FIRST PART OF HENRY VI., ACT III., Sc. I. "Win. Com'st thou with deep premeditated lines, With written pamphlets studiously devis'd, Humphrey of Gloster? if thou canst accuse, Or aught intend'st to lay unto my charge, Do it without invention suddenly; As I with sudden and extemporal speech Purpose to answer what thou canst object.

Glo. Presumptuous priest! this place commands
my patience,

Or thou should'st find thou hast dishonour'd me.
Think not, although in writing I preferr'd
The manner of thy vile outrageous crimes,
That therefore I have forg'd, or am not able
Verbatim to rehearse the method of my pen:
No, prelate; such is thy audacious wickedness,
Thy lewd, pestiferous, and dissentious pranks,
As very infants prattle of thy pride.
Thou art a most pernicious usurer;
Froward by nature, enemy to peace;
Lascivious, wanton, more than well beseems
A man of thy profession and degree;
And for thy treachery, what's more manifest?
In that thou laid'st a trap to take my life,
As well at London bridge, as at the Tower?
Beside, I fear me, if thy thoughts were sifted,
The king, thy sovereign, is not quite exempt
From envious malice of thy swelling heart.

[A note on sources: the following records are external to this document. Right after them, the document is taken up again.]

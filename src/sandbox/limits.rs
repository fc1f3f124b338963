use std::time::Duration;

use super::config::SandboxConfig;

/// Open-file ceiling applied to every sandboxed command.
pub const DEFAULT_MAX_OPEN_FILES: u64 = 256;

/// setrlimit-based ceilings for a sandboxed child.
///
/// CPU time is enforced by the kernel with SIGXCPU at the soft limit and
/// SIGKILL one second later; memory caps the address space (RLIMIT_AS).
#[derive(Debug, Clone, Copy, Default, PartialEq, Eq)]
pub struct ResourceLimits {
    pub cpu_seconds: Option<u64>,
    pub address_space_bytes: Option<u64>,
    pub max_processes: Option<u64>,
    pub max_file_size_bytes: Option<u64>,
    pub max_open_files: Option<u64>,
}

impl ResourceLimits {
    pub fn from_config(config: &SandboxConfig) -> Self {
        Self {
            cpu_seconds: config.cpu_time_limit().map(cpu_seconds),
            address_space_bytes: config
                .memory_limit_mb()
                .map(|mb| mb.saturating_mul(1024 * 1024)),
            max_processes: config.max_processes(),
            max_file_size_bytes: config.max_file_size_bytes(),
            max_open_files: Some(DEFAULT_MAX_OPEN_FILES),
        }
    }

    pub fn is_unlimited(&self) -> bool {
        *self == Self::default()
    }

    /// Apply to the calling process. Meant for `pre_exec`: no allocation,
    /// and the first failure aborts the spawn.
    ///
    /// Requests above the current hard limit are clamped to it, since an
    /// unprivileged process cannot raise its own hard limit.
    #[cfg(unix)]
    pub fn apply(&self) -> std::io::Result<()> {
        use nix::sys::resource::Resource;

        if let Some(secs) = self.cpu_seconds {
            set_limit(Resource::RLIMIT_CPU, secs, secs.saturating_add(1))?;
        }
        if let Some(bytes) = self.address_space_bytes {
            set_limit(Resource::RLIMIT_AS, bytes, bytes)?;
        }
        // RLIMIT_NPROC is per-user on Linux and absent on some other unixes.
        #[cfg(any(target_os = "linux", target_os = "android"))]
        {
            if let Some(n) = self.max_processes {
                set_limit(Resource::RLIMIT_NPROC, n, n)?;
            }
        }
        if let Some(bytes) = self.max_file_size_bytes {
            set_limit(Resource::RLIMIT_FSIZE, bytes, bytes)?;
        }
        if let Some(n) = self.max_open_files {
            set_limit(Resource::RLIMIT_NOFILE, n, n)?;
        }
        Ok(())
    }

    #[cfg(not(unix))]
    pub fn apply(&self) -> std::io::Result<()> {
        Ok(())
    }
}

fn cpu_seconds(limit: Duration) -> u64 {
    // Round up so a 0.5s limit still grants the child a full tick.
    let secs = limit.as_secs();
    if limit.subsec_nanos() > 0 { secs + 1 } else { secs.max(1) }
}

#[cfg(unix)]
fn set_limit(resource: nix::sys::resource::Resource, soft: u64, hard: u64) -> std::io::Result<()> {
    use nix::sys::resource::{getrlimit, setrlimit};

    let (_, current_hard) = getrlimit(resource).map_err(std::io::Error::from)?;
    let hard = hard.min(current_hard);
    let soft = soft.min(hard);
    setrlimit(resource, soft, hard).map_err(std::io::Error::from)
}

#[cfg(test)]
mod tests {
    use super::*;

    #[test]
    fn test_from_default_config() {
        let limits = ResourceLimits::from_config(&SandboxConfig::default());
        assert_eq!(limits.cpu_seconds, None);
        assert_eq!(limits.address_space_bytes, None);
        assert_eq!(limits.max_open_files, Some(DEFAULT_MAX_OPEN_FILES));
    }

    #[test]
    fn test_from_config_converts_units() {
        let config = SandboxConfig::builder()
            .cpu_time_limit_secs(Some(2.5))
            .memory_limit_mb(Some(64))
            .max_processes(Some(32))
            .build()
            .unwrap();
        let limits = ResourceLimits::from_config(&config);
        assert_eq!(limits.cpu_seconds, Some(3));
        assert_eq!(limits.address_space_bytes, Some(64 * 1024 * 1024));
        assert_eq!(limits.max_processes, Some(32));
    }

    #[test]
    fn test_cpu_seconds_rounding() {
        assert_eq!(cpu_seconds(Duration::from_millis(100)), 1);
        assert_eq!(cpu_seconds(Duration::from_secs(4)), 4);
        assert_eq!(cpu_seconds(Duration::from_millis(4001)), 5);
    }

    #[test]
    fn test_empty_limits_apply_succeeds() {
        let limits = ResourceLimits::default();
        assert!(limits.is_unlimited());
        assert!(limits.apply().is_ok());
    }

    #[cfg(unix)]
    #[test]
    fn test_limits_enforced_in_child() {
        use std::os::unix::process::CommandExt;
        use std::process::Command;

        let limits = ResourceLimits {
            max_file_size_bytes: Some(1024),
            ..ResourceLimits::default()
        };
        let dir = tempfile::tempdir().unwrap();
        let target = dir.path().join("big");
        let mut cmd = Command::new("sh");
        cmd.arg("-c")
            .arg(format!("head -c 4096 /dev/zero > {}", target.display()));
        // SAFETY: apply() only calls getrlimit/setrlimit.
        unsafe {
            cmd.pre_exec(move || limits.apply());
        }
        let status = cmd.status().unwrap();
        assert!(!status.success());
        assert!(std::fs::metadata(&target).map(|m| m.len() <= 1024).unwrap_or(true));
    }
}
use std::marker::PhantomData;
use std::sync::atomic::{AtomicBool, Ordering};

use thiserror::Error;
use tracing::{debug, info, warn};

use super::config::{EnforcementMode, SandboxConfig};
use super::detect::{FilterCapability, probe_syscall_filtering};
use super::profile::{PolicySet, SyscallProfile};

#[derive(Debug, Error, Clone, PartialEq, Eq)]
pub enum FilterError {
    #[error("syscall filtering is not supported on this platform")]
    UnsupportedPlatform,

    #[error("syscall filtering unavailable: {0}")]
    CapabilityMissing(String),

    #[error("failed to compile syscall filter: {0}")]
    Compile(String),

    #[error("failed to install syscall filter: {0}")]
    Install(String),
}

/// A kernel-level syscall allow-list built from a [`PolicySet`].
#[derive(Debug, Clone, PartialEq, Eq)]
pub struct SyscallFilter {
    policy: PolicySet,
    mode: EnforcementMode,
}

impl SyscallFilter {
    /// Effective allow-set is `(profile ∪ custom_allowed) \ custom_denied \ ALWAYS_DENIED`.
    pub fn new<A, D>(profile: SyscallProfile, custom_allowed: &[A], custom_denied: &[D]) -> Self
    where
        A: AsRef<str>,
        D: AsRef<str>,
    {
        Self {
            policy: PolicySet::new(profile, custom_allowed, custom_denied),
            mode: EnforcementMode::Enforce,
        }
    }

    pub fn from_config(config: &SandboxConfig) -> Self {
        Self::new(
            config.syscall_profile(),
            config.custom_allowed_syscalls(),
            config.custom_denied_syscalls(),
        )
        .with_mode(config.mode())
    }

    /// In warn mode calls outside the allow-list are logged by the kernel
    /// instead of failing with EPERM. ALWAYS_DENIED stays denied.
    pub fn with_mode(mut self, mode: EnforcementMode) -> Self {
        self.mode = mode;
        self
    }

    pub fn policy(&self) -> &PolicySet {
        &self.policy
    }

    pub fn mode(&self) -> EnforcementMode {
        self.mode
    }

    pub fn allows(&self, syscall: &str) -> bool {
        self.policy.allows(syscall)
    }

    /// Compile the filter without installing it.
    pub fn prepare(&self) -> Result<PreparedFilter, FilterError> {
        match probe_syscall_filtering() {
            FilterCapability::Supported => {}
            FilterCapability::UnsupportedPlatform => return Err(FilterError::UnsupportedPlatform),
            FilterCapability::CapabilityMissing(reason) => {
                return Err(FilterError::CapabilityMissing(reason));
            }
        }
        PreparedFilter::compile(&self.policy, self.mode)
    }

    /// Install the filter on the current process.
    ///
    /// Returns `false` when filtering is unavailable or installation fails;
    /// never panics. Once this returns `true` the filter stays for the rest
    /// of the process's life and is inherited by every child spawned later.
    pub fn apply(&self) -> bool {
        let result = self.prepare().and_then(|prepared| prepared.install());
        match result {
            Ok(()) => {
                info!(
                    profile = %self.policy.profile(),
                    mode = %self.mode,
                    allowed = self.policy.len(),
                    "syscall filter installed"
                );
                true
            }
            Err(FilterError::UnsupportedPlatform) => {
                debug!("syscall filtering not supported on this platform; skipping");
                false
            }
            Err(e) => {
                warn!("syscall filter not applied: {}", e);
                false
            }
        }
    }

    /// Build a closure suitable for `CommandExt::pre_exec`.
    ///
    /// The filter is compiled here, in the parent. The closure only installs
    /// it and swallows any failure, so a filtering problem never prevents
    /// the spawn; resource limits remain in force either way.
    pub fn create_preexec_fn(&self) -> impl FnMut() -> std::io::Result<()> + Send + Sync + 'static {
        let prepared = match self.prepare() {
            Ok(prepared) => prepared,
            Err(FilterError::UnsupportedPlatform) => {
                debug!("syscall filtering not supported on this platform; child runs unfiltered");
                PreparedFilter::default()
            }
            Err(e) => {
                warn!("child will run without a syscall filter: {}", e);
                PreparedFilter::default()
            }
        };
        move || {
            let _ = prepared.install();
            Ok(())
        }
    }
}

/// A compiled filter, ready to install. Empty when filtering is unavailable.
#[derive(Debug, Default)]
pub struct PreparedFilter {
    #[cfg(all(
        target_os = "linux",
        any(target_arch = "x86_64", target_arch = "aarch64")
    ))]
    programs: Vec<seccompiler::BpfProgram>,
}

impl PreparedFilter {
    #[cfg(all(
        target_os = "linux",
        any(target_arch = "x86_64", target_arch = "aarch64")
    ))]
    fn compile(policy: &PolicySet, mode: EnforcementMode) -> Result<Self, FilterError> {
        Ok(Self {
            programs: super::linux::compile(policy, mode)?,
        })
    }

    #[cfg(not(all(
        target_os = "linux",
        any(target_arch = "x86_64", target_arch = "aarch64")
    )))]
    fn compile(_policy: &PolicySet, _mode: EnforcementMode) -> Result<Self, FilterError> {
        Err(FilterError::UnsupportedPlatform)
    }

    pub fn is_empty(&self) -> bool {
        #[cfg(all(
            target_os = "linux",
            any(target_arch = "x86_64", target_arch = "aarch64")
        ))]
        {
            self.programs.is_empty()
        }

        #[cfg(not(all(
            target_os = "linux",
            any(target_arch = "x86_64", target_arch = "aarch64")
        )))]
        {
            true
        }
    }

    /// Install into the calling process. An empty filter installs nothing.
    ///
    /// Async-signal-safe on the success path, so it may run between fork
    /// and exec.
    pub fn install(&self) -> Result<(), FilterError> {
        #[cfg(all(
            target_os = "linux",
            any(target_arch = "x86_64", target_arch = "aarch64")
        ))]
        {
            if !self.programs.is_empty() {
                return super::linux::install(&self.programs);
            }
        }
        Ok(())
    }
}

/// Marker: no filter has been installed through this handle.
#[derive(Debug)]
pub struct Unfiltered;

/// Marker: at least one filter is installed; it can only be tightened.
#[derive(Debug)]
pub struct Filtered;

static HANDLE_TAKEN: AtomicBool = AtomicBool::new(false);

/// The current process's syscall capability set, tracked in the type.
///
/// There is exactly one handle per process. `Unfiltered` can be consumed
/// into `Filtered`, and `Filtered` only offers `restrict_further`, so
/// loosening an installed filter is not expressible.
#[derive(Debug)]
pub struct ProcessCapabilities<S> {
    installed: usize,
    _state: PhantomData<S>,
}

/// A failed restriction hands the unchanged handle back.
#[derive(Debug, Error)]
#[error("{reason}")]
pub struct RestrictError<S: std::fmt::Debug> {
    pub process: ProcessCapabilities<S>,
    #[source]
    pub reason: FilterError,
}

impl ProcessCapabilities<Unfiltered> {
    /// Take the process-wide handle. Returns `None` if it was already taken.
    pub fn acquire() -> Option<Self> {
        if HANDLE_TAKEN.swap(true, Ordering::SeqCst) {
            return None;
        }
        Some(Self {
            installed: 0,
            _state: PhantomData,
        })
    }

    pub fn restrict(
        self,
        filter: &SyscallFilter,
    ) -> Result<ProcessCapabilities<Filtered>, RestrictError<Unfiltered>> {
        match filter.prepare().and_then(|prepared| prepared.install()) {
            Ok(()) => Ok(ProcessCapabilities {
                installed: 1,
                _state: PhantomData,
            }),
            Err(reason) => Err(RestrictError {
                process: self,
                reason,
            }),
        }
    }
}

impl ProcessCapabilities<Filtered> {
    /// Stack another filter. The kernel evaluates every installed filter and
    /// applies the most restrictive verdict.
    pub fn restrict_further(self, filter: &SyscallFilter) -> Result<Self, RestrictError<Filtered>> {
        match filter.prepare().and_then(|prepared| prepared.install()) {
            Ok(()) => Ok(Self {
                installed: self.installed + 1,
                _state: PhantomData,
            }),
            Err(reason) => Err(RestrictError {
                process: self,
                reason,
            }),
        }
    }

    pub fn installed_filters(&self) -> usize {
        self.installed
    }
}

#[cfg(test)]
mod tests {
    use super::*;
    use crate::sandbox::profile::ALWAYS_DENIED;

    // apply() and restrict() are exercised from child processes in tests/;
    // calling them here would filter the test runner itself.

    #[test]
    fn test_custom_allow_cannot_readmit_denied() {
        let filter = SyscallFilter::new(SyscallProfile::Permissive, &["ptrace", "mount"], &[] as &[&str]);
        assert!(!filter.allows("ptrace"));
        assert!(!filter.allows("mount"));
        for name in ALWAYS_DENIED {
            assert!(!filter.allows(name));
        }
    }

    #[test]
    fn test_custom_deny_removes_from_profile() {
        let filter = SyscallFilter::new(SyscallProfile::Moderate, &[] as &[&str], &["kill"]);
        assert!(!filter.allows("kill"));
        assert!(filter.allows("read"));
    }

    #[test]
    fn test_from_config_carries_mode_and_lists() {
        let config = SandboxConfig::builder()
            .mode(EnforcementMode::Warn)
            .syscall_profile(SyscallProfile::Strict)
            .allow_syscalls(["wait4"])
            .build()
            .unwrap();
        let filter = SyscallFilter::from_config(&config);
        assert_eq!(filter.mode(), EnforcementMode::Warn);
        assert_eq!(filter.policy().profile(), SyscallProfile::Strict);
        assert!(filter.allows("wait4"));
    }

    #[test]
    fn test_prepare_matches_capability() {
        let filter = SyscallFilter::new(SyscallProfile::Moderate, &[] as &[&str], &[] as &[&str]);
        match probe_syscall_filtering() {
            FilterCapability::Supported => assert!(!filter.prepare().unwrap().is_empty()),
            FilterCapability::UnsupportedPlatform => {
                assert_eq!(filter.prepare().unwrap_err(), FilterError::UnsupportedPlatform)
            }
            FilterCapability::CapabilityMissing(_) => assert!(matches!(
                filter.prepare(),
                Err(FilterError::CapabilityMissing(_))
            )),
        }
    }

    #[test]
    fn test_empty_prepared_filter_installs_nothing() {
        let prepared = PreparedFilter::default();
        assert!(prepared.is_empty());
        assert!(prepared.install().is_ok());
    }

    #[test]
    fn test_process_handle_is_unique() {
        let first = ProcessCapabilities::acquire();
        assert!(first.is_some());
        assert!(ProcessCapabilities::acquire().is_none());
    }

    #[cfg(not(target_os = "linux"))]
    #[test]
    fn test_apply_is_a_noop_without_seccomp() {
        let filter = SyscallFilter::new(SyscallProfile::Strict, &[] as &[&str], &[] as &[&str]);
        assert!(!filter.apply());
    }

    #[test]
    fn test_preexec_fn_is_constructible() {
        let filter = SyscallFilter::new(SyscallProfile::Strict, &[] as &[&str], &[] as &[&str]);
        let _hook = filter.create_preexec_fn();
    }
}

Win. Gloster, I do defy thee. Lords, vouchsafe
To give me hearing what I shall reply.
If I were covetous, ambitious, or perverse,

As he will have me, how am I so poor?
Or how haps it I seek not to advance

Or raise myself, but keep my wonted calling?
And for dissention, who preferreth peace
More than I do,-except I be provok'd?
No, my good lords, it is not that offends;
It is not that, that hath incens`d the duke:
It is, because no one should sway but he;
No one but he should be about the king;
And that engenders thunder in his breast,
And makes him roar these accusations forth.
But he shall know, I am as good-
Glo.

Thou bastard of my grandfather!—

As good?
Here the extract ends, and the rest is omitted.